Many romantic scenarios, clichéd or otherwise, involve an act of sharing, whether it’s hopping into the same cab, huddling under the same umbrella, or inadvertently slurping up the same strand of spaghetti. In all of these cases, the effect is largely the same—forging intimacy through some level of generosity or gallantry, coupled with pure, physical proximity—and in 2026, all of them are still technically possible. But more often than not, it seems like would-be lovers these days are sharing one thing in particular: a vape.

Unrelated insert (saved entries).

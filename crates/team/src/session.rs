//! The processing session state machine.
//!
//! One session drives planner → specialists → budget → compiler for a single
//! document request:
//!
//! ```text
//! Idle → Planning → Delegating → Compiling → Done
//!                       │   ▲
//!                       ▼   │ answer_clarification
//!              AwaitingClarification
//! ```
//!
//! `AwaitingClarification` is the only non-terminal pause state.
//! `continue_processing` is valid only immediately after `Done` when the
//! compiled output carries a truncation sentinel. Tasks run strictly
//! sequentially; nothing here is shared across sessions.

use librarian_core::error::{Error, SessionError};
use librarian_core::provider::GenerationProvider;
use librarian_core::{Document, SpecialistResult, Task};
use serde::{Deserialize, Serialize};
use tracing::{debug, info, warn};
use uuid::Uuid;

use crate::budget::ContextBudgetTracker;
use crate::compiler::{CompileOutcome, compile, output_truncated};
use crate::planner::TaskPlanner;
use crate::snapshot::SessionSnapshot;
use crate::specialists::{SpecialistRouter, max_output_ceiling};

/// Where a session currently stands.
#[derive(Debug, Clone, Copy, PartialEq, Eq, Serialize, Deserialize)]
#[serde(rename_all = "snake_case")]
pub enum SessionState {
    Idle,
    Planning,
    Delegating,
    AwaitingClarification,
    Compiling,
    Done,
}

impl std::fmt::Display for SessionState {
    fn fmt(&self, f: &mut std::fmt::Formatter<'_>) -> std::fmt::Result {
        let s = match self {
            SessionState::Idle => "Idle",
            SessionState::Planning => "Planning",
            SessionState::Delegating => "Delegating",
            SessionState::AwaitingClarification => "AwaitingClarification",
            SessionState::Compiling => "Compiling",
            SessionState::Done => "Done",
        };
        write!(f, "{s}")
    }
}

/// Configuration handed to a session at construction.
#[derive(Debug, Clone, Serialize, Deserialize)]
pub struct OrchestratorConfig {
    /// Model identifier for all generation calls
    pub model: String,

    /// Cap on any single specialist response, in tokens
    pub max_output_tokens: u32,

    /// Total session budget, in tokens
    pub context_window_tokens: usize,
}

/// A clarification the session is suspended on.
#[derive(Debug, Clone, PartialEq, Eq, Serialize, Deserialize)]
pub struct PendingClarification {
    pub task_index: usize,
    pub question: String,
}

/// What a session call handed back to the caller.
#[derive(Debug, Clone, PartialEq, Eq)]
pub enum SessionOutcome {
    /// The compiled final output
    Final(String),

    /// A specialist needs an answer before the session can complete
    ClarificationPending { task_index: usize, question: String },
}

/// One document, one request, one synchronous completion.
///
/// The session owns its task list, result list, and budget exclusively;
/// the document is read-only for the session's lifetime.
#[derive(Debug)]
pub struct ProcessingSession {
    id: String,
    config: OrchestratorConfig,
    state: SessionState,
    request: String,
    context: Option<String>,
    document: Option<Document>,
    tasks: Vec<Task>,
    results: Vec<SpecialistResult>,
    budget: ContextBudgetTracker,
    pending: Option<PendingClarification>,
    compiled_output: Option<String>,
}

impl ProcessingSession {
    /// Create a fresh session in `Idle`.
    pub fn new(config: OrchestratorConfig) -> Self {
        let threshold = max_output_ceiling().min(config.max_output_tokens) as usize;
        let budget = ContextBudgetTracker::new(config.context_window_tokens, threshold);
        Self {
            id: Uuid::new_v4().to_string(),
            config,
            state: SessionState::Idle,
            request: String::new(),
            context: None,
            document: None,
            tasks: Vec::new(),
            results: Vec::new(),
            budget,
            pending: None,
            compiled_output: None,
        }
    }

    pub fn id(&self) -> &str {
        &self.id
    }

    pub fn state(&self) -> SessionState {
        self.state
    }

    pub fn tasks(&self) -> &[Task] {
        &self.tasks
    }

    pub fn budget(&self) -> &ContextBudgetTracker {
        &self.budget
    }

    pub fn pending_clarification(&self) -> Option<&PendingClarification> {
        self.pending.as_ref()
    }

    pub fn compiled_output(&self) -> Option<&str> {
        self.compiled_output.as_deref()
    }

    /// Main entry point: process one request against one document.
    ///
    /// Valid only in `Idle`. Plans, delegates each task sequentially, and
    /// compiles — or suspends at the first clarification request.
    pub async fn process_document(
        &mut self,
        provider: &dyn GenerationProvider,
        request: &str,
        document: Document,
        context: Option<String>,
    ) -> Result<SessionOutcome, Error> {
        self.expect_state(SessionState::Idle)?;

        self.request = request.to_string();
        self.context = context;

        self.state = SessionState::Planning;
        info!(session = %self.id, "Planning request");

        let planner = TaskPlanner::new(&self.config.model, self.config.max_output_tokens);
        self.tasks = planner.plan(provider, &self.request, &document).await?;
        self.document = Some(document);

        self.state = SessionState::Delegating;
        self.delegate_and_compile(provider).await
    }

    /// Resume a suspended session with the user's answer.
    ///
    /// Re-invokes the specific specialist that raised the question, with the
    /// clarification appended to its prompt, then continues delegation.
    pub async fn answer_clarification(
        &mut self,
        provider: &dyn GenerationProvider,
        answer: &str,
    ) -> Result<SessionOutcome, Error> {
        self.expect_state(SessionState::AwaitingClarification)?;

        let pending = self
            .pending
            .clone()
            .ok_or_else(|| Error::Internal("awaiting clarification without a pending task".into()))?;

        // The pending index comes from an on-disk snapshot; validate it
        // against the task and result lists before touching any state.
        let task = self.tasks.get(pending.task_index).cloned().ok_or_else(|| {
            SessionError::SnapshotCorrupt(format!(
                "pending task index {} out of range for {} tasks",
                pending.task_index,
                self.tasks.len()
            ))
        })?;
        if pending.task_index >= self.results.len() {
            return Err(SessionError::SnapshotCorrupt(format!(
                "pending task index {} has no recorded result ({} results)",
                pending.task_index,
                self.results.len()
            ))
            .into());
        }

        info!(session = %self.id, task_index = pending.task_index, "Re-routing clarified task");
        self.state = SessionState::Delegating;

        let content = self.prompt_content();
        let router = self.router();
        let invocation = router
            .route(provider, &task, pending.task_index, &content, Some(answer))
            .await?;
        self.budget
            .record(invocation.prompt_chars, invocation.response_chars);

        match invocation.result {
            SpecialistResult::NeedsClarification { question } => {
                self.state = SessionState::AwaitingClarification;
                self.pending = Some(PendingClarification {
                    task_index: pending.task_index,
                    question: question.clone(),
                });
                self.results[pending.task_index] =
                    SpecialistResult::NeedsClarification { question: question.clone() };
                Ok(SessionOutcome::ClarificationPending {
                    task_index: pending.task_index,
                    question,
                })
            }
            completed => {
                self.results[pending.task_index] = completed;
                self.pending = None;
                self.delegate_and_compile(provider).await
            }
        }
    }

    /// Resume output that the generation service's own ceiling cut off.
    ///
    /// Valid only immediately after `Done` when the compiled output carries
    /// a truncation sentinel. Appends the new text to the prior output.
    pub async fn continue_processing(
        &mut self,
        provider: &dyn GenerationProvider,
    ) -> Result<String, Error> {
        let truncated = self
            .compiled_output
            .as_deref()
            .is_some_and(output_truncated);

        if self.state != SessionState::Done || !truncated {
            return Err(SessionError::InvalidState {
                expected: "Done with truncated output".into(),
                actual: self.state.to_string(),
            }
            .into());
        }

        let task = self.tasks.last().cloned().ok_or_else(|| {
            SessionError::SnapshotCorrupt("no tasks recorded for this session".into())
        })?;
        let task_index = self.tasks.len() - 1;
        let content = self.prompt_content();
        let prior = self.compiled_output.clone().unwrap_or_default();

        info!(session = %self.id, task_index, "Continuing truncated output");

        let router = self.router();
        let invocation = router
            .continue_output(provider, &task, task_index, &content, &prior)
            .await?;
        self.budget
            .record(invocation.prompt_chars, invocation.response_chars);
        self.budget.continuation_pending = false;

        let continuation = match invocation.result {
            SpecialistResult::Completed { text } => text,
            SpecialistResult::NeedsClarification { question } => {
                warn!(
                    session = %self.id,
                    task_index,
                    "Continuation call returned a clarification request instead of continued text"
                );
                question
            }
        };

        let full = format!("{}\n{}", strip_truncation_tail(&prior), continuation);
        self.compiled_output = Some(full.clone());
        Ok(full)
    }

    /// Run remaining tasks sequentially, then compile.
    async fn delegate_and_compile(
        &mut self,
        provider: &dyn GenerationProvider,
    ) -> Result<SessionOutcome, Error> {
        let router = self.router();

        while self.results.len() < self.tasks.len() {
            let task_index = self.results.len();
            let task = self.tasks[task_index].clone();
            let content = self.prompt_content();

            debug!(session = %self.id, task_index, category = %task.category, "Delegating task");
            let invocation = router
                .route(provider, &task, task_index, &content, None)
                .await?;
            self.budget
                .record(invocation.prompt_chars, invocation.response_chars);

            if let SpecialistResult::NeedsClarification { question } = &invocation.result {
                let question = question.clone();
                self.results.push(invocation.result);
                self.state = SessionState::AwaitingClarification;
                self.pending = Some(PendingClarification {
                    task_index,
                    question: question.clone(),
                });
                return Ok(SessionOutcome::ClarificationPending { task_index, question });
            }
            self.results.push(invocation.result);
        }

        self.state = SessionState::Compiling;
        match compile(&self.results) {
            CompileOutcome::Final(text) => {
                self.compiled_output = Some(text.clone());
                self.state = SessionState::Done;
                info!(session = %self.id, "Session complete");
                Ok(SessionOutcome::Final(text))
            }
            CompileOutcome::ClarificationPending { task_index, question } => {
                // A clarification that survived delegation (restored session)
                self.state = SessionState::AwaitingClarification;
                self.pending = Some(PendingClarification {
                    task_index,
                    question: question.clone(),
                });
                Ok(SessionOutcome::ClarificationPending { task_index, question })
            }
        }
    }

    /// Capture the session for cross-process persistence.
    pub fn snapshot(&self) -> SessionSnapshot {
        SessionSnapshot {
            id: self.id.clone(),
            state: self.state,
            request: self.request.clone(),
            context: self.context.clone(),
            document: self.document.clone(),
            tasks: self.tasks.clone(),
            results: self.results.clone(),
            budget: self.budget.clone(),
            pending: self.pending.clone(),
            compiled_output: self.compiled_output.clone(),
            saved_at: chrono::Utc::now(),
        }
    }

    /// Rebuild a session from a stored snapshot.
    pub fn from_snapshot(config: OrchestratorConfig, snapshot: SessionSnapshot) -> Self {
        Self {
            id: snapshot.id,
            config,
            state: snapshot.state,
            request: snapshot.request,
            context: snapshot.context,
            document: snapshot.document,
            tasks: snapshot.tasks,
            results: snapshot.results,
            budget: snapshot.budget,
            pending: snapshot.pending,
            compiled_output: snapshot.compiled_output,
        }
    }

    fn router(&self) -> SpecialistRouter {
        SpecialistRouter::new(&self.config.model, self.config.max_output_tokens)
    }

    /// The content block specialists see: the document, plus any extra
    /// context the caller supplied.
    fn prompt_content(&self) -> String {
        let content = self
            .document
            .as_ref()
            .map(|d| d.content.as_str())
            .unwrap_or_default();
        match &self.context {
            Some(ctx) => format!("{content}\n\nAdditional context: {ctx}"),
            None => content.to_string(),
        }
    }

    fn expect_state(&self, expected: SessionState) -> Result<(), SessionError> {
        if self.state != expected {
            return Err(SessionError::InvalidState {
                expected: expected.to_string(),
                actual: self.state.to_string(),
            });
        }
        Ok(())
    }
}

/// Remove a trailing truncation marker before appending continued text.
fn strip_truncation_tail(text: &str) -> &str {
    let trimmed = text.trim_end();
    trimmed
        .strip_suffix("...continue")
        .map(str::trim_end)
        .unwrap_or(trimmed)
}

Whether you love it or hate it (and there are many, many reasons to hate it), hitting the same vape has become a new metric for closeness, even a new love language. If you spent any time on the internet last week, you probably saw that while Taylor Swift was getting ready for her mammoth wedding at Madison Square Garden, her ex Joe Alwyn was spotted having a lovey-dovey park picnic in London with actor Sarah Pidgeon. The duo were spotted on Hampstead Heath, taking pictures, sharing a bottle of wine, and, yes, taking hits from the same metallic blue vape.
Now, some celebrities would have you believe that, despite the saliva involved, sharing a vape has no inherent romantic subtext. Case in point: the rumors that recently swirled around Ice Spice and Tobey Maguire. The two stars were (very) briefly linked after (very) distant pictures came out, showing them standing close at Michael Rubin’s annual White Party in the Hamptons. The rumors were allegedly shut down by a rep, who said they were merely greeting each other and sharing a vape. But some wondered if that explanation actually clarified anything. (Because, again, saliva exchange and all that.) “This is actually worse than them just kissing,” one commenter argued. After all, it was the very same gesture—but at the Golden Globes—that helped to tip the public off about Katy Perry and Orlando Bloom’s dawning romance back in 2016.
With thanks to the dangerous power of the tobacco lobby, normal smoking has had its role to play in Hollywood courtships since time immemorial; in 1942’s Now, Voyager, Paul Henreid infamously lights two cigarettes in his mouth before passing one to Bette Davis. The only difference is that now, the literal spark that once got things going between possible paramours has been replaced with a plastic doodad attached to a disposable lithium-ion battery and a lot of fruity-flavored smoke.
The vape is, in the end, a product very much of its time. Even beyond the colors and the flavors is the matter of their duration: where cigarettes have a distinct beginning and end, vapes are like the endless scroll of nicotine consumption, lasting for hours. But, at the end of the day, if sharing your cringey, toxic trait with a lover isn’t the peak of 2020s romance, what is?